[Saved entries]
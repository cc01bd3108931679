use chrono::NaiveDate;
use common::Mood;
use serde::{Deserialize, Serialize};

/// Aggregation window for mood analytics.
#[derive(Clone, Copy, Debug, PartialEq, Eq)]
pub enum Period {
    Week,
    Month,
    Quarter,
}

impl Period {
    pub fn parse(s: &str) -> Option<Self> {
        match s {
            "7d" => Some(Self::Week),
            "30d" => Some(Self::Month),
            "90d" => Some(Self::Quarter),
            _ => None,
        }
    }

    pub fn days(self) -> i64 {
        match self {
            Self::Week => 7,
            Self::Month => 30,
            Self::Quarter => 90,
        }
    }

    pub fn as_str(self) -> &'static str {
        match self {
            Self::Week => "7d",
            Self::Month => "30d",
            Self::Quarter => "90d",
        }
    }
}

/// Query parameters for the analytics endpoint.
#[derive(Deserialize, utoipa::IntoParams)]
pub struct AnalyticsQuery {
    /// Aggregation window: `7d`, `30d` (default) or `90d`.
    #[param(example = "30d")]
    pub period: Option<String>,
}

/// Aggregated mood for one calendar day.
#[derive(Serialize, utoipa::ToSchema)]
pub struct DayStat {
    /// Calendar date (UTC).
    pub date: NaiveDate,
    /// Average mood score that day, rounded to one decimal.
    #[schema(example = 6.5)]
    pub average_score: f64,
    #[schema(example = 2)]
    pub entry_count: u64,
}

/// Window-wide totals.
#[derive(Serialize, utoipa::ToSchema)]
pub struct AnalyticsSummary {
    #[schema(example = 12)]
    pub total_entries: u64,
    /// Average mood score over the window, rounded to one decimal. Zero
    /// when the window has no entries.
    #[schema(example = 6.8)]
    pub average_score: f64,
    /// Most frequently logged mood, null when the window has no entries.
    pub most_frequent_mood: Option<Mood>,
    /// One-line reading of the average.
    #[schema(example = "Overall positive")]
    pub mood_trend: String,
}

/// Mood analytics over the requested window. Days without entries are
/// omitted from the timeline.
#[derive(Serialize, utoipa::ToSchema)]
pub struct AnalyticsResponse {
    #[schema(example = "30d")]
    pub period: String,
    pub timeline: Vec<DayStat>,
    pub summary: AnalyticsSummary,
}
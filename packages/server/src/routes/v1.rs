use utoipa_axum::router::OpenApiRouter;
use utoipa_axum::routes;

use crate::handlers;
use crate::state::AppState;

pub fn routes() -> OpenApiRouter<AppState> {
    OpenApiRouter::new()
        .routes(routes!(handlers::health::healthz))
        .nest("/entries", entry_routes())
        .nest("/draft", draft_routes())
        .nest("/collections", collection_routes())
        .nest("/analytics", analytics_routes())
}

fn entry_routes() -> OpenApiRouter<AppState> {
    OpenApiRouter::new()
        .routes(routes!(
            handlers::entries::create_entry,
            handlers::entries::list_entries
        ))
        .routes(routes!(
            handlers::entries::get_entry,
            handlers::entries::update_entry,
            handlers::entries::delete_entry
        ))
}

fn draft_routes() -> OpenApiRouter<AppState> {
    OpenApiRouter::new().routes(routes!(
        handlers::drafts::get_draft,
        handlers::drafts::save_draft
    ))
}

fn collection_routes() -> OpenApiRouter<AppState> {
    OpenApiRouter::new()
        .routes(routes!(
            handlers::collections::create_collection,
            handlers::collections::list_collections
        ))
        .routes(routes!(handlers::collections::delete_collection))
}

fn analytics_routes() -> OpenApiRouter<AppState> {
    OpenApiRouter::new().routes(routes!(handlers::analytics::get_analytics))
}
use axum::Json;
use axum::extract::State;
use chrono::Utc;
use sea_orm::sea_query::OnConflict;
use sea_orm::*;
use tracing::instrument;

use crate::entity::draft;
use crate::error::{AppError, ErrorBody};
use crate::extractors::auth::AuthUser;
use crate::extractors::json::AppJson;
use crate::models::draft::*;
use crate::state::AppState;

use super::find_user;

/// Fetch the caller's working draft.
#[utoipa::path(
    get,
    path = "/",
    tag = "Draft",
    operation_id = "getDraft",
    summary = "Fetch the working draft",
    description = "Returns the caller's saved editor state, or `draft: null` when nothing is saved.",
    responses(
        (status = 200, description = "Draft lookup result", body = DraftResponse),
        (status = 401, description = "Unauthorized (TOKEN_MISSING, TOKEN_INVALID)", body = ErrorBody),
        (status = 404, description = "Unknown account (USER_NOT_FOUND)", body = ErrorBody),
    ),
    security(("jwt" = [])),
)]
#[instrument(skip(state, auth_user))]
pub async fn get_draft(
    auth_user: AuthUser,
    State(state): State<AppState>,
) -> Result<Json<DraftResponse>, AppError> {
    let user = find_user(&state.db, &auth_user.subject).await?;

    let draft = draft::Entity::find()
        .filter(draft::Column::UserId.eq(user.id))
        .one(&state.db)
        .await?;

    Ok(Json(DraftResponse {
        draft: draft.map(Into::into),
    }))
}

/// Save the working draft.
#[utoipa::path(
    put,
    path = "/",
    tag = "Draft",
    operation_id = "saveDraft",
    summary = "Save the working draft",
    description = "Replaces the caller's draft wholesale. Each user keeps at most one draft, so a second save overwrites the first.",
    request_body = SaveDraftRequest,
    responses(
        (status = 200, description = "Saved draft", body = DraftDto),
        (status = 400, description = "Validation error (VALIDATION_ERROR)", body = ErrorBody),
        (status = 401, description = "Unauthorized (TOKEN_MISSING, TOKEN_INVALID)", body = ErrorBody),
        (status = 404, description = "Unknown account (USER_NOT_FOUND)", body = ErrorBody),
    ),
    security(("jwt" = [])),
)]
#[instrument(skip(state, auth_user, payload))]
pub async fn save_draft(
    auth_user: AuthUser,
    State(state): State<AppState>,
    AppJson(payload): AppJson<SaveDraftRequest>,
) -> Result<Json<DraftDto>, AppError> {
    validate_save_draft(&payload)?;

    let user = find_user(&state.db, &auth_user.subject).await?;

    let active = draft::ActiveModel {
        title: Set(payload.title),
        content: Set(payload.content),
        mood: Set(payload.mood),
        user_id: Set(user.id),
        updated_at: Set(Utc::now()),
        ..Default::default()
    };

    // One draft per user. A second save replaces the first.
    let model = draft::Entity::insert(active)
        .on_conflict(
            OnConflict::column(draft::Column::UserId)
                .update_columns([
                    draft::Column::Title,
                    draft::Column::Content,
                    draft::Column::Mood,
                    draft::Column::UpdatedAt,
                ])
                .to_owned(),
        )
        .exec_with_returning(&state.db)
        .await?;

    Ok(Json(model.into()))
}
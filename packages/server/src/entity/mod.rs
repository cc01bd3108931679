pub mod collection;
pub mod draft;
pub mod entry;
pub mod user;
use std::cmp;

use axum::Json;
use axum::extract::{Path, Query, State};
use axum::http::{HeaderMap, StatusCode};
use chrono::Utc;
use common::Mood;
use sea_orm::*;
use tracing::{debug, info, instrument, warn};

use crate::entity::{draft, entry};
use crate::error::{AppError, ErrorBody};
use crate::extractors::auth::AuthUser;
use crate::extractors::json::AppJson;
use crate::models::entry::*;
use crate::models::shared::Pagination;
use crate::services::page_cache::dashboard_path;
use crate::state::AppState;

use super::{enforce_protection, find_collection, find_user};

/// Find an entry owned by the given user, or return 404.
///
/// Another user's entry id gets the same 404 as a missing one, so ids
/// cannot be probed across accounts.
async fn find_entry<C: ConnectionTrait>(
    db: &C,
    id: i32,
    user_id: i32,
) -> Result<entry::Model, AppError> {
    entry::Entity::find_by_id(id)
        .filter(entry::Column::UserId.eq(user_id))
        .one(db)
        .await?
        .ok_or_else(|| AppError::NotFound("Entry not found".into()))
}

/// Look up the decorative header image for a mood query.
///
/// The lookup is best effort: any failure is logged and the entry is
/// stored without an image.
#[instrument(skip(state))]
async fn lookup_mood_image(state: &AppState, query: &str) -> Option<String> {
    match state.images.search(query).await {
        Ok(url) => url,
        Err(e) => {
            warn!(error = %e, "Image lookup failed, continuing without an image");
            None
        }
    }
}

/// Publish a journal entry.
#[utoipa::path(
    post,
    path = "/",
    tag = "Entries",
    operation_id = "createEntry",
    summary = "Publish a journal entry",
    description = "Publishes a new mood-tagged entry and clears the working draft. The abuse-protection screen runs before anything touches the database.",
    request_body = CreateEntryRequest,
    responses(
        (status = 201, description = "Entry published", body = EntryResponse),
        (status = 400, description = "Validation error (VALIDATION_ERROR, INVALID_MOOD)", body = ErrorBody),
        (status = 401, description = "Unauthorized (TOKEN_MISSING, TOKEN_INVALID)", body = ErrorBody),
        (status = 403, description = "Blocked automated client (REQUEST_BLOCKED)", body = ErrorBody),
        (status = 404, description = "Unknown account or collection (USER_NOT_FOUND, NOT_FOUND)", body = ErrorBody),
        (status = 429, description = "Rate limit exceeded (RATE_LIMITED)", body = ErrorBody),
    ),
    security(("jwt" = [])),
)]
#[instrument(skip(state, auth_user, headers, payload), fields(subject = %auth_user.subject))]
pub async fn create_entry(
    auth_user: AuthUser,
    State(state): State<AppState>,
    headers: HeaderMap,
    AppJson(payload): AppJson<CreateEntryRequest>,
) -> Result<(StatusCode, Json<EntryResponse>), AppError> {
    validate_create_entry(&payload)?;
    enforce_protection(&state, &auth_user.subject, &headers, 1).await?;

    let user = find_user(&state.db, &auth_user.subject).await?;

    let mood =
        Mood::from_key(&payload.mood).ok_or_else(|| AppError::InvalidMood(payload.mood.clone()))?;

    let image_query = payload.mood_query.as_deref().unwrap_or(mood.as_str());
    let mood_image_url = lookup_mood_image(&state, image_query).await;

    let txn = state.db.begin().await?;

    if let Some(collection_id) = payload.collection_id {
        find_collection(&txn, collection_id, user.id).await?;
    }

    let now = Utc::now();
    let new_entry = entry::ActiveModel {
        title: Set(payload.title.trim().to_string()),
        content: Set(payload.content),
        mood: Set(mood),
        mood_score: Set(mood.score()),
        mood_image_url: Set(mood_image_url),
        user_id: Set(user.id),
        collection_id: Set(payload.collection_id),
        created_at: Set(now),
        updated_at: Set(now),
        ..Default::default()
    };
    let model = new_entry.insert(&txn).await?;

    // Publishing consumes the working draft. Deleting zero rows is fine.
    let cleared = draft::Entity::delete_many()
        .filter(draft::Column::UserId.eq(user.id))
        .exec(&txn)
        .await?;

    txn.commit().await?;

    if cleared.rows_affected > 0 {
        debug!(user_id = user.id, "Cleared working draft");
    }

    state.pages.invalidate(&dashboard_path(user.id));

    info!(user_id = user.id, entry_id = model.id, "Journal entry published");

    Ok((StatusCode::CREATED, Json(model.into())))
}

/// List the caller's entries.
#[utoipa::path(
    get,
    path = "/",
    tag = "Entries",
    operation_id = "listEntries",
    summary = "List journal entries",
    description = "Returns the caller's entries, newest first, optionally filtered to one collection or to unfiled entries.",
    params(EntryListQuery),
    responses(
        (status = 200, description = "List of entries", body = EntryListResponse),
        (status = 401, description = "Unauthorized (TOKEN_MISSING, TOKEN_INVALID)", body = ErrorBody),
        (status = 404, description = "Unknown account (USER_NOT_FOUND)", body = ErrorBody),
    ),
    security(("jwt" = [])),
)]
#[instrument(skip(state, auth_user, query))]
pub async fn list_entries(
    auth_user: AuthUser,
    State(state): State<AppState>,
    Query(query): Query<EntryListQuery>,
) -> Result<Json<EntryListResponse>, AppError> {
    let user = find_user(&state.db, &auth_user.subject).await?;

    let page = cmp::max(query.page.unwrap_or(1), 1);
    let per_page = query.per_page.unwrap_or(20).clamp(1, 100);

    let mut base_select = entry::Entity::find().filter(entry::Column::UserId.eq(user.id));

    if let Some(collection_id) = query.collection_id {
        base_select = base_select.filter(entry::Column::CollectionId.eq(collection_id));
    } else if query.unfiled.unwrap_or(false) {
        base_select = base_select.filter(entry::Column::CollectionId.is_null());
    }

    let total = base_select.clone().count(&state.db).await?;

    let entries = base_select
        .order_by_desc(entry::Column::CreatedAt)
        .offset(Some((page - 1) * per_page))
        .limit(Some(per_page))
        .all(&state.db)
        .await?;

    let data = entries.into_iter().map(EntryResponse::from).collect();
    let total_pages = total.div_ceil(per_page);

    Ok(Json(EntryListResponse {
        data,
        pagination: Pagination {
            page,
            per_page,
            total,
            total_pages,
        },
    }))
}

/// Get a single entry.
#[utoipa::path(
    get,
    path = "/{id}",
    tag = "Entries",
    operation_id = "getEntry",
    summary = "Get entry details",
    params(
        ("id" = i32, Path, description = "Entry ID")
    ),
    responses(
        (status = 200, description = "Entry details", body = EntryResponse),
        (status = 401, description = "Unauthorized (TOKEN_MISSING, TOKEN_INVALID)", body = ErrorBody),
        (status = 404, description = "Entry not found (NOT_FOUND, USER_NOT_FOUND)", body = ErrorBody),
    ),
    security(("jwt" = [])),
)]
#[instrument(skip(state, auth_user), fields(entry_id = %id))]
pub async fn get_entry(
    auth_user: AuthUser,
    State(state): State<AppState>,
    Path(id): Path<i32>,
) -> Result<Json<EntryResponse>, AppError> {
    let user = find_user(&state.db, &auth_user.subject).await?;
    let entry = find_entry(&state.db, id, user.id).await?;
    Ok(Json(entry.into()))
}

/// Edit an entry.
#[utoipa::path(
    patch,
    path = "/{id}",
    tag = "Entries",
    operation_id = "updateEntry",
    summary = "Edit a journal entry",
    description = "Applies a partial update. Changing the mood also refreshes the header image when `mood_query` is provided. Setting `collection_id` to null unfiles the entry.",
    params(
        ("id" = i32, Path, description = "Entry ID")
    ),
    request_body = UpdateEntryRequest,
    responses(
        (status = 200, description = "Updated entry", body = EntryResponse),
        (status = 400, description = "Validation error (VALIDATION_ERROR, INVALID_MOOD)", body = ErrorBody),
        (status = 401, description = "Unauthorized (TOKEN_MISSING, TOKEN_INVALID)", body = ErrorBody),
        (status = 404, description = "Entry or collection not found (NOT_FOUND, USER_NOT_FOUND)", body = ErrorBody),
    ),
    security(("jwt" = [])),
)]
#[instrument(skip(state, auth_user, payload), fields(entry_id = %id))]
pub async fn update_entry(
    auth_user: AuthUser,
    State(state): State<AppState>,
    Path(id): Path<i32>,
    AppJson(payload): AppJson<UpdateEntryRequest>,
) -> Result<Json<EntryResponse>, AppError> {
    validate_update_entry(&payload)?;

    let user = find_user(&state.db, &auth_user.subject).await?;
    let existing = find_entry(&state.db, id, user.id).await?;

    let new_mood = match &payload.mood {
        Some(key) => {
            Some(Mood::from_key(key).ok_or_else(|| AppError::InvalidMood(key.clone()))?)
        }
        None => None,
    };

    // Refresh the image only when the mood actually changes and the client
    // sent search terms for it. Otherwise the stored image stays.
    let refreshed_image = match (new_mood, payload.mood_query.as_deref()) {
        (Some(mood), Some(query)) if mood != existing.mood => {
            Some(lookup_mood_image(&state, query).await)
        }
        _ => None,
    };

    if let Some(Some(collection_id)) = payload.collection_id {
        find_collection(&state.db, collection_id, user.id).await?;
    }

    let mut active: entry::ActiveModel = existing.into();
    if let Some(title) = payload.title {
        active.title = Set(title.trim().to_string());
    }
    if let Some(content) = payload.content {
        active.content = Set(content);
    }
    if let Some(mood) = new_mood {
        active.mood = Set(mood);
        active.mood_score = Set(mood.score());
    }
    if let Some(image) = refreshed_image {
        active.mood_image_url = Set(image);
    }
    if let Some(target) = payload.collection_id {
        active.collection_id = Set(target);
    }
    active.updated_at = Set(Utc::now());

    let updated = active.update(&state.db).await?;

    state.pages.invalidate(&dashboard_path(user.id));

    Ok(Json(updated.into()))
}

/// Delete an entry.
#[utoipa::path(
    delete,
    path = "/{id}",
    tag = "Entries",
    operation_id = "deleteEntry",
    summary = "Delete a journal entry",
    params(
        ("id" = i32, Path, description = "Entry ID")
    ),
    responses(
        (status = 204, description = "Entry deleted"),
        (status = 401, description = "Unauthorized (TOKEN_MISSING, TOKEN_INVALID)", body = ErrorBody),
        (status = 404, description = "Entry not found (NOT_FOUND, USER_NOT_FOUND)", body = ErrorBody),
    ),
    security(("jwt" = [])),
)]
#[instrument(skip(state, auth_user), fields(entry_id = %id))]
pub async fn delete_entry(
    auth_user: AuthUser,
    State(state): State<AppState>,
    Path(id): Path<i32>,
) -> Result<StatusCode, AppError> {
    let user = find_user(&state.db, &auth_user.subject).await?;

    let result = entry::Entity::delete_many()
        .filter(entry::Column::Id.eq(id))
        .filter(entry::Column::UserId.eq(user.id))
        .exec(&state.db)
        .await?;

    if result.rows_affected == 0 {
        return Err(AppError::NotFound("Entry not found".into()));
    }

    state.pages.invalidate(&dashboard_path(user.id));

    info!(user_id = user.id, entry_id = id, "Journal entry deleted");

    Ok(StatusCode::NO_CONTENT)
}
use common::Mood;
use sea_orm::entity::prelude::*;
use serde::{Deserialize, Serialize};

#[sea_orm::model]
#[derive(Clone, Debug, PartialEq, Eq, DeriveEntityModel, Serialize, Deserialize)]
#[sea_orm(table_name = "entry")]
pub struct Model {
    #[sea_orm(primary_key)]
    pub id: i32,

    pub title: String,
    #[sea_orm(column_type = "Text")]
    pub content: String, // in Markdown

    pub mood: Mood,
    /// Sentiment score copied from the mood catalog at publish time.
    pub mood_score: i32,
    /// NULL when the image lookup found nothing (or failed).
    pub mood_image_url: Option<String>,

    pub user_id: i32,
    #[sea_orm(belongs_to, from = "user_id", to = "id")]
    pub user: HasOne<super::user::Entity>,

    /// NULL for unfiled entries.
    pub collection_id: Option<i32>,
    #[sea_orm(belongs_to, from = "collection_id", to = "id")]
    pub collection: BelongsTo<Option<super::collection::Entity>>,

    pub created_at: DateTimeUtc,
    pub updated_at: DateTimeUtc,
}

impl ActiveModelBehavior for ActiveModel {}
mod v1;

use utoipa_axum::router::OpenApiRouter;

use crate::state::AppState;

/// All API routes, versioned under `/v1`.
///
/// The journal surface fits in one version module: entries, the working
/// draft, collections, analytics and the health probe.
pub fn api_routes() -> OpenApiRouter<AppState> {
    OpenApiRouter::new().nest("/v1", v1::routes())
}
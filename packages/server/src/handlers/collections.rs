use std::collections::HashMap;

use axum::Json;
use axum::extract::{Path, State};
use axum::http::{HeaderMap, StatusCode};
use chrono::Utc;
use sea_orm::sea_query::LockType;
use sea_orm::*;
use tracing::{info, instrument};

use crate::entity::{collection, entry};
use crate::error::{AppError, ErrorBody};
use crate::extractors::auth::AuthUser;
use crate::extractors::json::AppJson;
use crate::models::collection::*;
use crate::services::page_cache::dashboard_path;
use crate::state::AppState;

use super::{enforce_protection, find_user};

/// Create a collection.
#[utoipa::path(
    post,
    path = "/",
    tag = "Collections",
    operation_id = "createCollection",
    summary = "Create a collection",
    description = "Creates a named collection for filing entries. Names are unique per user. The abuse-protection screen runs first, as for publishing.",
    request_body = CreateCollectionRequest,
    responses(
        (status = 201, description = "Collection created", body = CollectionResponse),
        (status = 400, description = "Validation error (VALIDATION_ERROR)", body = ErrorBody),
        (status = 401, description = "Unauthorized (TOKEN_MISSING, TOKEN_INVALID)", body = ErrorBody),
        (status = 403, description = "Blocked automated client (REQUEST_BLOCKED)", body = ErrorBody),
        (status = 404, description = "Unknown account (USER_NOT_FOUND)", body = ErrorBody),
        (status = 409, description = "Duplicate name (CONFLICT)", body = ErrorBody),
        (status = 429, description = "Rate limit exceeded (RATE_LIMITED)", body = ErrorBody),
    ),
    security(("jwt" = [])),
)]
#[instrument(skip(state, auth_user, headers, payload), fields(subject = %auth_user.subject))]
pub async fn create_collection(
    auth_user: AuthUser,
    State(state): State<AppState>,
    headers: HeaderMap,
    AppJson(payload): AppJson<CreateCollectionRequest>,
) -> Result<(StatusCode, Json<CollectionResponse>), AppError> {
    validate_create_collection(&payload)?;
    enforce_protection(&state, &auth_user.subject, &headers, 1).await?;

    let user = find_user(&state.db, &auth_user.subject).await?;

    let new_collection = collection::ActiveModel {
        name: Set(payload.name.trim().to_string()),
        description: Set(payload.description),
        user_id: Set(user.id),
        created_at: Set(Utc::now()),
        ..Default::default()
    };

    let model = match new_collection.insert(&state.db).await {
        Ok(model) => model,
        Err(e) if matches!(e.sql_err(), Some(SqlErr::UniqueConstraintViolation(_))) => {
            return Err(AppError::Conflict(
                "A collection with this name already exists".into(),
            ));
        }
        Err(e) => return Err(e.into()),
    };

    info!(user_id = user.id, collection_id = model.id, "Collection created");

    Ok((
        StatusCode::CREATED,
        Json(CollectionResponse::from_model(model, 0)),
    ))
}

/// List the caller's collections.
#[utoipa::path(
    get,
    path = "/",
    tag = "Collections",
    operation_id = "listCollections",
    summary = "List collections",
    description = "Returns the caller's collections sorted by name, each with the number of entries filed under it.",
    responses(
        (status = 200, description = "List of collections", body = CollectionListResponse),
        (status = 401, description = "Unauthorized (TOKEN_MISSING, TOKEN_INVALID)", body = ErrorBody),
        (status = 404, description = "Unknown account (USER_NOT_FOUND)", body = ErrorBody),
    ),
    security(("jwt" = [])),
)]
#[instrument(skip(state, auth_user))]
pub async fn list_collections(
    auth_user: AuthUser,
    State(state): State<AppState>,
) -> Result<Json<CollectionListResponse>, AppError> {
    let user = find_user(&state.db, &auth_user.subject).await?;

    let collections = collection::Entity::find()
        .filter(collection::Column::UserId.eq(user.id))
        .order_by_asc(collection::Column::Name)
        .all(&state.db)
        .await?;

    let counts: Vec<(Option<i32>, i64)> = entry::Entity::find()
        .select_only()
        .column(entry::Column::CollectionId)
        .column_as(entry::Column::Id.count(), "count")
        .filter(entry::Column::UserId.eq(user.id))
        .filter(entry::Column::CollectionId.is_not_null())
        .group_by(entry::Column::CollectionId)
        .into_tuple()
        .all(&state.db)
        .await?;
    let by_collection: HashMap<i32, i64> = counts
        .into_iter()
        .filter_map(|(id, count)| id.map(|id| (id, count)))
        .collect();

    let data = collections
        .into_iter()
        .map(|model| {
            let entry_count = by_collection.get(&model.id).copied().unwrap_or(0) as u64;
            CollectionResponse::from_model(model, entry_count)
        })
        .collect();

    Ok(Json(CollectionListResponse { data }))
}

/// Delete a collection.
#[utoipa::path(
    delete,
    path = "/{id}",
    tag = "Collections",
    operation_id = "deleteCollection",
    summary = "Delete a collection",
    description = "Deletes the collection. Entries filed under it survive and become unfiled; both steps happen in one transaction.",
    params(
        ("id" = i32, Path, description = "Collection ID")
    ),
    responses(
        (status = 204, description = "Collection deleted"),
        (status = 401, description = "Unauthorized (TOKEN_MISSING, TOKEN_INVALID)", body = ErrorBody),
        (status = 404, description = "Collection not found (NOT_FOUND, USER_NOT_FOUND)", body = ErrorBody),
    ),
    security(("jwt" = [])),
)]
#[instrument(skip(state, auth_user), fields(collection_id = %id))]
pub async fn delete_collection(
    auth_user: AuthUser,
    State(state): State<AppState>,
    Path(id): Path<i32>,
) -> Result<StatusCode, AppError> {
    let user = find_user(&state.db, &auth_user.subject).await?;

    let txn = state.db.begin().await?;

    // Hold the row so two concurrent deletes cannot both unfile.
    let target = collection::Entity::find_by_id(id)
        .filter(collection::Column::UserId.eq(user.id))
        .lock(LockType::Update)
        .one(&txn)
        .await?;
    let Some(target) = target else {
        txn.rollback().await?;
        return Err(AppError::NotFound("Collection not found".into()));
    };

    // Member entries survive as unfiled.
    entry::Entity::update_many()
        .col_expr(
            entry::Column::CollectionId,
            sea_orm::sea_query::Expr::value(Option::<i32>::None),
        )
        .filter(entry::Column::UserId.eq(user.id))
        .filter(entry::Column::CollectionId.eq(target.id))
        .exec(&txn)
        .await?;

    collection::Entity::delete_by_id(target.id).exec(&txn).await?;

    txn.commit().await?;

    state.pages.invalidate(&dashboard_path(user.id));

    info!(user_id = user.id, collection_id = id, "Collection deleted");

    Ok(StatusCode::NO_CONTENT)
}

> [TASK TO CARRY OUT]:
Up to and including the line that contains "one decimal. Zero", output the records above exactly, beginning with their first line.

> [EXERCISE OUTPUT]:
repository cc01bd3108931679
use chrono::NaiveDate;
use common::Mood;
use serde::{Deserialize, Serialize};

/// Aggregation window for mood analytics.
#[derive(Clone, Copy, Debug, PartialEq, Eq)]
pub enum Period {
    Week,
    Month,
    Quarter,
}

impl Period {
    pub fn parse(s: &str) -> Option<Self> {
        match s {
            "7d" => Some(Self::Week),
            "30d" => Some(Self::Month),
            "90d" => Some(Self::Quarter),
            _ => None,
        }
    }

    pub fn days(self) -> i64 {
        match self {
            Self::Week => 7,
            Self::Month => 30,
            Self::Quarter => 90,
        }
    }

    pub fn as_str(self) -> &'static str {
        match self {
            Self::Week => "7d",
            Self::Month => "30d",
            Self::Quarter => "90d",
        }
    }
}

/// Query parameters for the analytics endpoint.
#[derive(Deserialize, utoipa::IntoParams)]
pub struct AnalyticsQuery {
    /// Aggregation window: `7d`, `30d` (default) or `90d`.
    #[param(example = "30d")]
    pub period: Option<String>,
}

/// Aggregated mood for one calendar day.
#[derive(Serialize, utoipa::ToSchema)]
pub struct DayStat {
    /// Calendar date (UTC).
    pub date: NaiveDate,
    /// Average mood score that day, rounded to one decimal.
    #[schema(example = 6.5)]
    pub average_score: f64,
    #[schema(example = 2)]
    pub entry_count: u64,
}

/// Window-wide totals.
#[derive(Serialize, utoipa::ToSchema)]
pub struct AnalyticsSummary {
    #[schema(example = 12)]
    pub total_entries: u64,
    /// Average mood score over the window, rounded to one decimal. Zero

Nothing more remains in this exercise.